What Did the Fed Change?
Forward guidance is the Fed’s practice of signaling where interest rates are headed. It began in December 2008, when the Fed cut rates to zero in response to the financial crisis. The dot plot — each official’s individual rate projection — followed in January 2012. Together, for more than a decade, they gave markets a preview of every Fed move before it happened.
Warsh dropped both.
Specifically, the post-meeting statement came in at 130 words — less than half the 341-word statement from April. Gone was the language about the “likely future course of monetary policy.” Gone was any hint of direction. In its place: a spare account of current conditions and a commitment to price stability.
“We’ve dropped forward guidance,” Warsh said at the press conference. As a general proposition, he added, forward guidance is not the business the Fed should be in.
Warsh also became the first Fed Chair to skip the dot plot — holding back his own forecast and naming a task force to review whether the tool should continue to exist.
Markets reacted sharply. Two-year Treasury yields jumped 16 basis points. The dollar index also rose roughly 1%, its best day in almost a year. Gold fell about 2% on Wednesday before recovering, and by this morning had nearly erased those losses.

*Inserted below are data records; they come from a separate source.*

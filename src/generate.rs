//! The `generate` pipeline: template file → single HTML file.
//!
//! ```text
//! 1. Parse     album.alb  →  Document        (directives applied, rows resolved)
//! 2. Embed     Document   →  MediaLibrary    (every referenced file → data: URI)
//! 3. Render    Document   →  HTML            (blocks in document order)
//! 4. Write     HTML       →  album.html      (all or nothing)
//! ```
//!
//! ## Parallel Embedding
//!
//! Reading and base64-encoding media is the only expensive step and the only
//! one that is independent per file, so it runs on the [rayon] pool. Each
//! distinct file is encoded once even when several rows reference it; the
//! rendered rows still pick their data out of the library in document order.
//!
//! ## Failure
//!
//! Any error (bad directive, missing folder, unreadable stylesheet or media)
//! aborts the run before anything is written. The HTML is first written to a
//! hidden sibling file and then renamed over the destination, so a failed
//! write never leaves a truncated album behind.

use crate::config::AlbumConfig;
use crate::media::{self, MediaError, MediaKind};
use crate::parse::{self, ParseFileError};
use crate::render::{self, MediaLibrary, RenderError};
use crate::template::Document;
use rayon::prelude::*;
use std::collections::HashSet;
use std::fs;
use std::path::{Path, PathBuf};
use std::sync::atomic::{AtomicUsize, Ordering};
use std::sync::mpsc::Sender;
use thiserror::Error;

#[derive(Error, Debug)]
pub enum GenerateError {
    #[error("IO error: {0}")]
    Io(#[from] std::io::Error),
    #[error(transparent)]
    Parse(#[from] ParseFileError),
    #[error(transparent)]
    Media(#[from] MediaError),
    #[error(transparent)]
    Render(#[from] RenderError),
    #[error("Output {0} would overwrite the template")]
    OutputIsTemplate(PathBuf),
}

/// Progress reported while generating.
#[derive(Debug, Clone)]
pub enum GenerateEvent {
    /// Template parsed.
    Parsed { blocks: usize, media: usize },
    /// One media file read and encoded. `index` counts completions, so with
    /// several workers it does not follow document order.
    MediaEmbedded {
        index: usize,
        total: usize,
        path: PathBuf,
        kind: MediaKind,
        encoded_len: usize,
    },
    /// Output file in place.
    Written { path: PathBuf, bytes: usize },
}

/// Result of a successful run.
#[derive(Debug)]
pub struct GenerateResult {
    pub output: PathBuf,
    pub document: Document,
    pub bytes: usize,
}

/// Output path for a template: same path, extension replaced by `.html`.
pub fn output_path(template: &Path) -> PathBuf {
    template.with_extension("html")
}

/// Run the full pipeline for one template.
///
/// Relative paths inside the template resolve against `base_dir`.
pub fn generate(
    template: &Path,
    config: &AlbumConfig,
    base_dir: &Path,
    events: Option<Sender<GenerateEvent>>,
) -> Result<GenerateResult, GenerateError> {
    let output = output_path(template);
    if output == template {
        return Err(GenerateError::OutputIsTemplate(output));
    }

    let document = parse::parse_file(template, &config.media, base_dir)?;
    emit(
        events.as_ref(),
        GenerateEvent::Parsed {
            blocks: document.blocks.len(),
            media: document.media_count(),
        },
    );

    // The library is dropped as soon as the page holds its payloads.
    let html = {
        let library = embed_media(&document, events.as_ref())?;
        render::render_document(&document, &library)?.into_string()
    };

    write_atomic(&output, html.as_bytes())?;
    emit(
        events.as_ref(),
        GenerateEvent::Written {
            path: output.clone(),
            bytes: html.len(),
        },
    );

    Ok(GenerateResult {
        output,
        document,
        bytes: html.len(),
    })
}

/// Distinct media files referenced by the document, in first-use order.
pub fn referenced_media(document: &Document) -> Vec<(PathBuf, MediaKind)> {
    let mut seen = HashSet::new();
    document
        .media_rows()
        .flat_map(|row| {
            row.items
                .iter()
                .map(|item| (row.folder.join(&item.name), item.kind))
        })
        .filter(|(path, _)| seen.insert(path.clone()))
        .collect()
}

/// Read and encode every referenced media file on the rayon pool.
pub fn embed_media(
    document: &Document,
    events: Option<&Sender<GenerateEvent>>,
) -> Result<MediaLibrary, MediaError> {
    let jobs = referenced_media(document);
    let total = jobs.len();
    let done = AtomicUsize::new(0);

    let encoded = jobs
        .into_par_iter()
        .map(|(path, kind)| {
            let uri = media::data_uri(&path, kind)?;
            let index = done.fetch_add(1, Ordering::Relaxed) + 1;
            emit(
                events,
                GenerateEvent::MediaEmbedded {
                    index,
                    total,
                    path: path.clone(),
                    kind,
                    encoded_len: uri.len(),
                },
            );
            Ok((path, uri))
        })
        .collect::<Result<Vec<_>, MediaError>>()?;

    Ok(encoded.into_iter().collect())
}

/// Write `contents` to `path` through a sibling temporary file.
pub fn write_atomic(path: &Path, contents: &[u8]) -> std::io::Result<()> {
    let file_name = path
        .file_name()
        .map(|n| n.to_string_lossy().to_string())
        .unwrap_or_default();
    let partial = path.with_file_name(format!(".{file_name}.partial"));

    if let Err(e) = fs::write(&partial, contents).and_then(|()| fs::rename(&partial, path)) {
        let _ = fs::remove_file(&partial);
        return Err(e);
    }
    Ok(())
}

fn emit(events: Option<&Sender<GenerateEvent>>, event: GenerateEvent) {
    if let Some(tx) = events {
        // A dropped receiver only means nobody is listening.
        let _ = tx.send(event);
    }
}
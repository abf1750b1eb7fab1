//! The parsed album template.
//!
//! An album template is a plain text file mixing three kinds of lines:
//!
//! ```text
//! :folder photos/summer         ← directive (starts with `:`)
//! :show_filenames
//! :use default.css
//!
//! # Summer 2024                 ← narrative, rendered as Markdown
//!
//! beach.jpg   dunes.jpg         ← media row (first token is a known file)
//! swim.mp4
//! We drove home the long way.   ← narrative again
//! ```
//!
//! Parsing produces a [`Document`]: the blocks in source order plus the
//! state that applies to the whole page (the last stylesheet and whether
//! `:show_filenames` was seen). Every block remembers its 1-indexed source
//! line for diagnostics.

use crate::media::MediaKind;
use serde::Serialize;
use std::path::PathBuf;

/// A parsed template, ready to render.
#[derive(Debug, Clone, Default, Serialize)]
pub struct Document {
    pub blocks: Vec<Block>,
    /// The last `:use` stylesheet, if any.
    #[serde(skip_serializing_if = "Option::is_none")]
    pub stylesheet: Option<Stylesheet>,
    pub show_filenames: bool,
}

impl Document {
    /// All media rows, in document order.
    pub fn media_rows(&self) -> impl Iterator<Item = &MediaRow> {
        self.blocks.iter().filter_map(|b| match &b.kind {
            BlockKind::MediaRow(row) => Some(row),
            _ => None,
        })
    }

    /// Total number of media references (duplicates counted).
    pub fn media_count(&self) -> usize {
        self.media_rows().map(|r| r.items.len()).sum()
    }
}

/// Stylesheet loaded by a `:use` directive.
#[derive(Debug, Clone, Serialize)]
pub struct Stylesheet {
    pub path: PathBuf,
    #[serde(skip)]
    pub css: String,
}

#[derive(Debug, Clone, Serialize)]
pub struct Block {
    /// 1-indexed line where the block starts.
    pub line: usize,
    #[serde(flatten)]
    pub kind: BlockKind,
}

#[derive(Debug, Clone, Serialize)]
#[serde(tag = "type", rename_all = "snake_case")]
pub enum BlockKind {
    /// State change; renders nothing.
    Directive(Directive),
    /// One horizontal strip of media.
    MediaRow(MediaRow),
    /// A run of lines handed to the Markdown converter.
    Narrative(Narrative),
}

#[derive(Debug, Clone, Serialize)]
#[serde(tag = "directive", rename_all = "snake_case")]
pub enum Directive {
    /// `:folder <path>`, with the size of the media set it activated.
    Folder { path: PathBuf, media_count: usize },
    /// `:show_filenames`
    ShowFilenames,
    /// `:use <stylesheet>`
    Use { path: PathBuf },
}

#[derive(Debug, Clone, Serialize)]
pub struct MediaRow {
    /// Folder that was active when the row was read.
    pub folder: PathBuf,
    pub items: Vec<MediaRef>,
    /// Whether `:show_filenames` had been seen when the row was read.
    pub show_filenames: bool,
}

#[derive(Debug, Clone, PartialEq, Eq, Serialize)]
pub struct MediaRef {
    pub name: String,
    pub kind: MediaKind,
}

impl MediaRow {
    /// Width of each cell as a whole percentage, `floor(100 / n)`.
    pub fn cell_percent(&self) -> usize {
        100 / self.items.len().max(1)
    }
}

#[derive(Debug, Clone, Serialize)]
pub struct Narrative {
    /// Raw lines joined by `\n`, blank lines kept.
    pub text: String,
}
//! HTML rendering of a parsed [`Document`].
//!
//! Produces one self-contained HTML5 page:
//!
//! ```text
//! <!DOCTYPE html><html><head>[<style>…</style>]</head><body>…</body></html>
//! ```
//!
//! Blocks render in document order:
//!
//! - **Directive**: nothing.
//! - **Media row** of N files: a centred one-row table, every cell
//!   `floor(100 / N)` percent wide holding an `<img>` or `<video controls>`
//!   at 100% of the cell, each followed by a 10px spacer cell. When
//!   `:show_filenames` was active for the row, the filename is captioned
//!   under each item.
//! - **Narrative**: the raw text converted by [`markdown_to_html`], followed
//!   by a newline.
//!
//! Media bytes are not read here. The caller supplies a [`MediaLibrary`]
//! holding the `data:` URI of every file the document references, which
//! keeps rendering a pure function of its inputs.

use crate::media::MediaKind;
use crate::template::{BlockKind, Document, MediaRow};
use maud::{DOCTYPE, Markup, PreEscaped, html};
use pulldown_cmark::{Parser, html as md_html};
use std::collections::HashMap;
use std::path::{Path, PathBuf};
use thiserror::Error;

#[derive(Error, Debug)]
pub enum RenderError {
    #[error("No embedded data for media file {0}")]
    MissingMedia(PathBuf),
}

/// Encoded media, keyed by the file's path (folder joined with basename).
#[derive(Debug, Default)]
pub struct MediaLibrary {
    uris: HashMap<PathBuf, String>,
}

impl MediaLibrary {
    pub fn new() -> Self {
        Self::default()
    }

    pub fn get(&self, path: &Path) -> Option<&str> {
        self.uris.get(path).map(String::as_str)
    }

    /// Fail with the first file of `row` that has no encoded data.
    fn covers(&self, row: &MediaRow) -> Result<(), RenderError> {
        match row
            .items
            .iter()
            .map(|item| row.folder.join(&item.name))
            .find(|path| !self.uris.contains_key(path))
        {
            Some(path) => Err(RenderError::MissingMedia(path)),
            None => Ok(()),
        }
    }
}

impl FromIterator<(PathBuf, String)> for MediaLibrary {
    fn from_iter<I: IntoIterator<Item = (PathBuf, String)>>(iter: I) -> Self {
        Self {
            uris: iter.into_iter().collect(),
        }
    }
}

/// Convert a narrative block to HTML.
pub fn markdown_to_html(text: &str) -> String {
    let parser = Parser::new(text);
    let mut body_html = String::new();
    md_html::push_html(&mut body_html, parser);
    body_html
}

/// Render the whole document.
///
/// Every block is written straight into the one output buffer, so each
/// media payload is copied once, from the library into the page.
pub fn render_document(doc: &Document, library: &MediaLibrary) -> Result<Markup, RenderError> {
    for row in doc.media_rows() {
        library.covers(row)?;
    }

    Ok(html! {
        (DOCTYPE)
        html {
            head {
                @if let Some(sheet) = &doc.stylesheet {
                    style { (PreEscaped(&sheet.css)) }
                }
            }
            body {
                @for block in &doc.blocks {
                    @match &block.kind {
                        BlockKind::Directive(_) => {}
                        BlockKind::MediaRow(row) => {
                            div align="center" {
                                table {
                                    tr {
                                        @for item in &row.items {
                                            @let uri = library
                                                .get(&row.folder.join(&item.name))
                                                .unwrap_or_default();
                                            td style={ "width:" (row.cell_percent()) "%;" } {
                                                @match item.kind {
                                                    MediaKind::Image => {
                                                        img width="100%" src=(uri) alt=(item.name);
                                                    }
                                                    MediaKind::Video => {
                                                        video width="100%" controls src=(uri) {}
                                                    }
                                                }
                                                @if row.show_filenames {
                                                    div.filename { (item.name) }
                                                }
                                            }
                                            td width="10px" {}
                                        }
                                    }
                                }
                            }
                        }
                        BlockKind::Narrative(narrative) => {
                            (PreEscaped(markdown_to_html(&narrative.text)))
                            "\n"
                        }
                    }
                }
            }
        }
    })
}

Gold Spot Price — 30 Days to June 18, 2026
Spot price USD/oz — paper market reaction to FOMC vs. structural floor
Source: goldsilver.com/price-charts/ | GoldSilver Editorial
What Does This Mean for Physical Gold?
Paper gold is priced against real yields — what Treasury bonds return after subtracting inflation. When the Fed telegraphed its moves, traders could price those yields in advance. That kept volatility tight around policy events.
A Fed that goes silent changes that calculus. Without a rate path, yield expectations swing wider — and paper gold swings with them, in both directions.
That dynamic, however, is entirely confined to the paper markets.
Physical gold carries no counterparty risk and cannot be margin-called. Your ounce weighs exactly the same today as it did before Warsh took the podium.
The core case rests on three data points that forward guidance never touched. First, fiscal deficits compound at $1 trillion per year in interest payments alone. Second, central banks bought 244 net tonnes in Q1 2026, according to the World Gold Council. Third, inflation has run at 4.2% — above the Fed’s 2% target for more than five straight years, per the Bureau of Labor Statistics.
None of that required forward guidance to build, and none of it changed when Warsh removed it.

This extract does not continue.